Regia di Brian De Palma vedi scheda film
Bellissimo! Ad oggi il miglior De Palma. Ho sempre ritenuto ipervalutato questo regista, fin dagli anni 70 quando impropriamente lo si accomunava a giganti come Scorsese, Coppola, Altman. Eppure qui sorpresa… ecco la svolta! Abbandona scimmiottature varie alla Hitchcock, Welles, Ejzenstein (cito fra le tante, la scena della carrozzina ne “Gli Intoccabili”, allucinante ed emblematico esempio del De Palma pre-Carlito’s way) per firmare un capolavoro dolente e malinconico in cui la figura di Carlito assume una valenza nobile e romantica, a volte sognatrice a volte rassegnata, comunque mai patetica o sentimentale. Un Pacino mai così in parte negli ultimi 15 anni, incarna un criminale redento dal carcere, eppure non fino al punto di cambiare se stesso (“ognuno diventa quello che è”). Determinato nell’inseguire una vita onesta e serena che inesorabilmente gli sfugge, è incapace di cogliere quelle occasioni che tramuterebbero realmente il suo destino (negare un folle aiuto all’amico/traditore, accettare la proposta di collaborazione del procuratore, seguire i consigli della sua donna). Un uomo tradito dai propri istinti, dall’onore appreso in strada, dal fatto che in fondo dentro è già morto da tempo, un po’ come lo scrittore di “Viale del tramonto” o il Don Giovanni de “Il cielo può attendere”. Geniale nel rivelare da subito il finale, De Palma ci induce ad osservare il film con gli occhi disincantati e tristi del protagonista, consapevoli insieme a lui della sorte ineluttabile che lo attende (ed i rimandi, questa volta felicemente equilibrati, sono a J.P. Melville, Siegel e Scorsese).
Finalmente il tocco è da grande autore , nel delineare con classe dialoghi e pause, esaltate da una voce fuori campo pregnante, dai tempi di Blade Runner raramente così intensa (ed in Italia la voce di Giannini è un valore aggiunto).

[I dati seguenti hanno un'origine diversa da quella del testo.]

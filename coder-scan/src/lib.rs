// Miette's derive macro generates code that triggers these warnings
#![allow(unused_assignments)]

//! Declaration scanner for the coder generator.
//!
//! Discovers Rust source files, parses them with [`syn`] and turns every file
//! that declares `#[derive(Codec)]` structs into a finalized
//! [`codergen_ir::Module`].
//!
//! Module directives are inner doc lines:
//!
//! ```text
//! //! coder: java.package = com.example.shapes
//! //! coder: cpp
//! ```

mod error;
mod parse;
mod scanner;

pub use error::{Error, Result};
pub use parse::{DIRECTIVE_PREFIX, parse_source};
pub use scanner::Scanner;
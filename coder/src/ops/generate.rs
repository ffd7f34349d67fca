//! Generate operation - fan scanned modules out to the configured back-ends.

use std::{path::PathBuf, sync::Arc};

use codergen_cpp::CppBackend;
use codergen_gen::{
    EmitOptions, Generation, Outcome, RunError, Settings, Status, StatusSink, Target, TracingSink,
};
use codergen_ir::Module;
use codergen_java::JavaBackend;
use codergen_rust::RustBackend;
use parking_lot::Mutex;

use crate::reports::{ChangedFile, GenerateReport};

/// Everything a generate run needs, after merging flags with `coder.toml`.
#[derive(Debug, Clone, Default)]
pub struct Plan {
    pub rust: bool,
    pub rust_out: Option<PathBuf>,
    pub java_out: Option<PathBuf>,
    pub cpp_out: Option<PathBuf>,
    pub workers: Option<usize>,
    pub signatures: Option<PathBuf>,
    pub copyright: Option<String>,
    pub settings: Settings,
}

impl Plan {
    /// Targets in dispatch order: native first, then foreign back-ends that
    /// have an output root.
    pub fn targets(&self) -> Vec<Target> {
        let mut targets = Vec::new();
        if self.rust {
            targets.push(Target::new(RustBackend::new(), self.rust_out.clone()));
        }
        if let Some(root) = &self.java_out {
            targets.push(Target::new(JavaBackend::new(), Some(root.clone())));
        }
        if let Some(root) = &self.cpp_out {
            targets.push(Target::new(CppBackend::new(), Some(root.clone())));
        }
        targets
    }

    pub fn generation(&self) -> Generation {
        let mut options = EmitOptions::default();
        if let Some(copyright) = &self.copyright {
            options = options.with_copyright(copyright.clone());
        }

        let mut generation = Generation::new(self.targets(), self.settings).with_options(options);
        if let Some(workers) = self.workers {
            generation = generation.with_workers(workers);
        }
        if let Some(path) = &self.signatures {
            generation = generation.with_signatures(path.clone());
        }
        generation
    }
}

/// Logs every status and collects the files that changed.
#[derive(Debug, Default)]
struct ReportSink {
    changed: Mutex<Vec<ChangedFile>>,
}

impl ReportSink {
    fn into_changed(self) -> Vec<ChangedFile> {
        let mut changed = self.changed.into_inner();
        changed.sort_by(|a, b| a.path.cmp(&b.path));
        changed
    }
}

impl StatusSink for ReportSink {
    fn report(&self, status: &Status<'_>) {
        TracingSink.report(status);
        if matches!(status.outcome, Outcome::Written | Outcome::Suppressed) {
            self.changed.lock().push(ChangedFile {
                language: status.language,
                path: status.output.to_path_buf(),
            });
        }
    }
}

/// Run `plan` over `modules`.
pub fn generate(plan: &Plan, modules: &[Arc<Module>]) -> Result<GenerateReport, RunError> {
    let generation = plan.generation();
    tracing::debug!(
        workers = generation.workers(),
        signatures = ?generation.signatures(),
        "generation planned"
    );

    let sink = ReportSink::default();
    let summary = generation.run(modules, &sink)?;

    Ok(GenerateReport {
        dry_run: plan.settings.dry_run,
        modules: summary.modules,
        tally: summary.tally,
        changed: sink.into_changed(),
        signatures: summary.signatures,
    })
}
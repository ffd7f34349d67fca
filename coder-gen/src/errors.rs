//! Failure collection across workers.

use std::path::{Path, PathBuf};

use parking_lot::Mutex;
use thiserror::Error;

use crate::Task;

/// A generation task that failed to render or write.
#[derive(Debug, Error)]
#[error("{language} output '{output}' for module '{module}': {message}")]
pub struct TaskError {
    module: String,
    language: &'static str,
    output: PathBuf,
    message: String,
}

impl TaskError {
    /// Build from the task that failed and its error, keeping the full cause chain.
    pub fn new(task: &Task, error: &eyre::Report) -> Self {
        Self {
            module: task.module().name().to_string(),
            language: task.language(),
            output: task.output().to_path_buf(),
            message: format!("{:#}", error),
        }
    }

    pub fn module(&self) -> &str {
        &self.module
    }

    pub fn language(&self) -> &'static str {
        self.language
    }

    pub fn output(&self) -> &Path {
        &self.output
    }

    /// The underlying error text.
    pub fn message(&self) -> &str {
        &self.message
    }
}

/// Append-only, thread-safe list of task errors.
///
/// Entries keep arrival order. With several workers failing concurrently the
/// first entry depends on thread timing and may differ between runs.
#[derive(Debug, Default)]
pub struct ErrorSet {
    list: Mutex<Vec<TaskError>>,
}

impl ErrorSet {
    pub fn new() -> Self {
        Self::default()
    }

    /// Record an error. The lock is held only for the push.
    pub fn add(&self, error: TaskError) {
        self.list.lock().push(error);
    }

    pub fn len(&self) -> usize {
        self.list.lock().len()
    }

    pub fn is_empty(&self) -> bool {
        self.list.lock().is_empty()
    }

    /// Text of the first recorded error.
    pub fn first_message(&self) -> Option<String> {
        self.list.lock().first().map(ToString::to_string)
    }

    /// Take every recorded error, in arrival order.
    pub fn into_vec(self) -> Vec<TaskError> {
        self.list.into_inner()
    }
}
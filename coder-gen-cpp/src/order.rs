//! Definition order for structs that embed each other.

use std::collections::HashMap;

use codergen_ir::{FieldType, Module, StructDecl};
use eyre::{Result, bail};

#[derive(Debug, Clone, Copy, PartialEq, Eq)]
enum Mark {
    Unvisited,
    Visiting,
    Done,
}

/// Struct a field stores inline, which must be complete before the field.
fn by_value(ty: &FieldType) -> Option<&str> {
    match ty {
        FieldType::Named(name) => Some(name),
        FieldType::Option(inner) => by_value(inner),
        _ => None,
    }
}

/// Struct a field only reaches through a `std::vector`, which may be incomplete.
fn by_reference(ty: &FieldType) -> Option<&str> {
    match by_value(ty) {
        Some(_) => None,
        None => ty.named(),
    }
}

struct Sorter<'m> {
    structs: &'m [StructDecl],
    index: HashMap<&'m str, usize>,
    marks: Vec<Mark>,
    stack: Vec<usize>,
    order: Vec<&'m StructDecl>,
}

impl<'m> Sorter<'m> {
    fn dependencies(
        &self,
        i: usize,
        kind: fn(&FieldType) -> Option<&str>,
    ) -> impl Iterator<Item = usize> + '_ {
        self.structs[i]
            .fields
            .iter()
            .filter_map(move |field| kind(&field.ty))
            .filter_map(move |name| self.index.get(name).copied())
    }

    /// Whether `from` embeds any struct on the current path, directly or not.
    fn embeds_open(&self, from: usize) -> bool {
        let mut seen = vec![false; self.structs.len()];
        let mut pending = vec![from];
        while let Some(i) = pending.pop() {
            if self.stack.contains(&i) {
                return true;
            }
            if !std::mem::replace(&mut seen[i], true) {
                pending.extend(self.dependencies(i, by_value));
            }
        }
        false
    }

    fn visit(&mut self, i: usize) -> Result<()> {
        match self.marks[i] {
            Mark::Done => return Ok(()),
            Mark::Visiting => bail!(
                "struct '{}' contains itself by value, which C++ cannot express",
                self.structs[i].name
            ),
            Mark::Unvisited => {}
        }

        self.marks[i] = Mark::Visiting;
        self.stack.push(i);
        let embedded: Vec<usize> = self.dependencies(i, by_value).collect();
        for j in embedded {
            self.visit(j)?;
        }
        // Listed structs go first when that cannot break an embedding.
        let listed: Vec<usize> = self.dependencies(i, by_reference).collect();
        for j in listed {
            if self.marks[j] == Mark::Unvisited && !self.embeds_open(j) {
                self.visit(j)?;
            }
        }
        self.stack.pop();
        self.marks[i] = Mark::Done;
        let structs = self.structs;
        self.order.push(&structs[i]);
        Ok(())
    }
}

/// Structs of `module`, each after the structs it embeds.
///
/// Declaration order is kept wherever dependencies allow it. Structs held in
/// a list may come later and then need a forward declaration.
pub(crate) fn definition_order(module: &Module) -> Result<Vec<&StructDecl>> {
    let structs = module.structs();
    let mut sorter = Sorter {
        structs,
        index: structs
            .iter()
            .enumerate()
            .map(|(i, decl)| (decl.name.as_str(), i))
            .collect(),
        marks: vec![Mark::Unvisited; structs.len()],
        stack: Vec::new(),
        order: Vec::with_capacity(structs.len()),
    };
    for i in 0..structs.len() {
        sorter.visit(i)?;
    }
    Ok(sorter.order)
}

/// Structs in `order` that a list names before their definition.
pub(crate) fn forward_declarations<'m>(order: &[&'m StructDecl]) -> Vec<&'m str> {
    let position: HashMap<&str, usize> = order
        .iter()
        .enumerate()
        .map(|(i, decl)| (decl.name.as_str(), i))
        .collect();
    let mut declared: Vec<&'m str> = Vec::new();
    for (i, decl) in order.iter().enumerate() {
        for field in &decl.fields {
            let Some(name) = by_reference(&field.ty) else {
                continue;
            };
            let Some(&at) = position.get(name) else {
                continue;
            };
            let target: &'m StructDecl = order[at];
            if at > i && !declared.contains(&target.name.as_str()) {
                declared.push(target.name.as_str());
            }
        }
    }
    declared
}

#[cfg(test)]
mod tests {
    use codergen_ir::FieldType;

    use super::*;

    fn named(name: &str) -> FieldType {
        FieldType::Named(name.into())
    }

    #[test]
    fn test_dependencies_come_first() {
        let module = Module::builder("geo", "geo.rs")
            .add_struct(StructDecl::new("Line").field("start", named("Point")))
            .add_struct(StructDecl::new("Label").field("text", FieldType::String))
            .add_struct(StructDecl::new("Point").field("x", FieldType::I32))
            .finish();

        let names: Vec<_> = definition_order(&module)
            .unwrap()
            .iter()
            .map(|decl| decl.name.as_str())
            .collect();
        assert_eq!(names, vec!["Point", "Line", "Label"]);
    }

    #[test]
    fn test_recursive_struct_is_rejected() {
        let module = Module::builder("tree", "tree.rs")
            .add_struct(
                StructDecl::new("Node").field("parent", FieldType::Option(Box::new(named("Node")))),
            )
            .finish();

        let err = definition_order(&module).unwrap_err();
        assert!(err.to_string().contains("'Node' contains itself"));
    }

    #[test]
    fn test_recursion_through_list_is_allowed() {
        let module = Module::builder("tree", "tree.rs")
            .add_struct(
                StructDecl::new("Node")
                    .field("value", FieldType::I64)
                    .field("children", FieldType::List(Box::new(named("Node")))),
            )
            .finish();

        let order = definition_order(&module).unwrap();
        assert_eq!(order.len(), 1);
        assert!(forward_declarations(&order).is_empty());
    }

    #[test]
    fn test_list_cycle_orders_embedding_first() {
        // Group lists Member, Member embeds Group: Group must be complete
        // first and Member is forward declared.
        let module = Module::builder("org", "org.rs")
            .add_struct(
                StructDecl::new("Group").field("members", FieldType::List(Box::new(named("Member")))),
            )
            .add_struct(StructDecl::new("Member").field("group", named("Group")))
            .finish();

        let order = definition_order(&module).unwrap();
        let names: Vec<_> = order.iter().map(|decl| decl.name.as_str()).collect();
        assert_eq!(names, vec!["Group", "Member"]);
        assert_eq!(forward_declarations(&order), vec!["Member"]);
    }

    #[test]
    fn test_mutual_lists_are_allowed() {
        let module = Module::builder("graph", "graph.rs")
            .add_struct(StructDecl::new("A").field("bs", FieldType::List(Box::new(named("B")))))
            .add_struct(StructDecl::new("B").field("as_", FieldType::List(Box::new(named("A")))))
            .finish();

        let order = definition_order(&module).unwrap();
        let names: Vec<_> = order.iter().map(|decl| decl.name.as_str()).collect();
        assert_eq!(names, vec!["B", "A"]);
        assert_eq!(forward_declarations(&order), vec!["A"]);
    }
}
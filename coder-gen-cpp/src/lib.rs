//! C++ back-end for the coder generator.
//!
//! Generates one include-guarded header per module carrying the `cpp`
//! directive. Structs are emitted in dependency order together with
//! `encode`/`decode` overloads built on the runtime header.

mod backend;
mod naming;
mod order;
mod types;

pub use backend::{CppBackend, DEFAULT_RUNTIME_HEADER, NAMESPACE_DIRECTIVE, RUNTIME_DIRECTIVE};
pub use naming::{CPP_KEYWORDS, field_name, is_namespace};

Aiutato da un soggetto ed una sceneggiatura di pregio, De Palma imposta il film in maniera insolitamente sommessa e contenuta, a porre un abisso con i passati deliri retorico-kitsch stile Scarface, di cui “Carlito’s way” pare l’equivalente speculare in termini di riuscita. Si registra un unico cedimento nell’inseguimento finale in stazione, dove il cineasta cede alla ricerca della classica scena di pathos, un po’ stucchevole nei risultati, ma comunque superiore a molti suoi precedenti. La pellicola segna un salto di qualità nella sua filmografia, con l'abbandono dell’irrefrenabile tentazione di strafare, imitare ed ammiccare, e mettendo la virtuosistica maestria tecnica e la fluidità di racconto, al servizio di una sensibilità nuova, autentica, finalmente personale e controllata.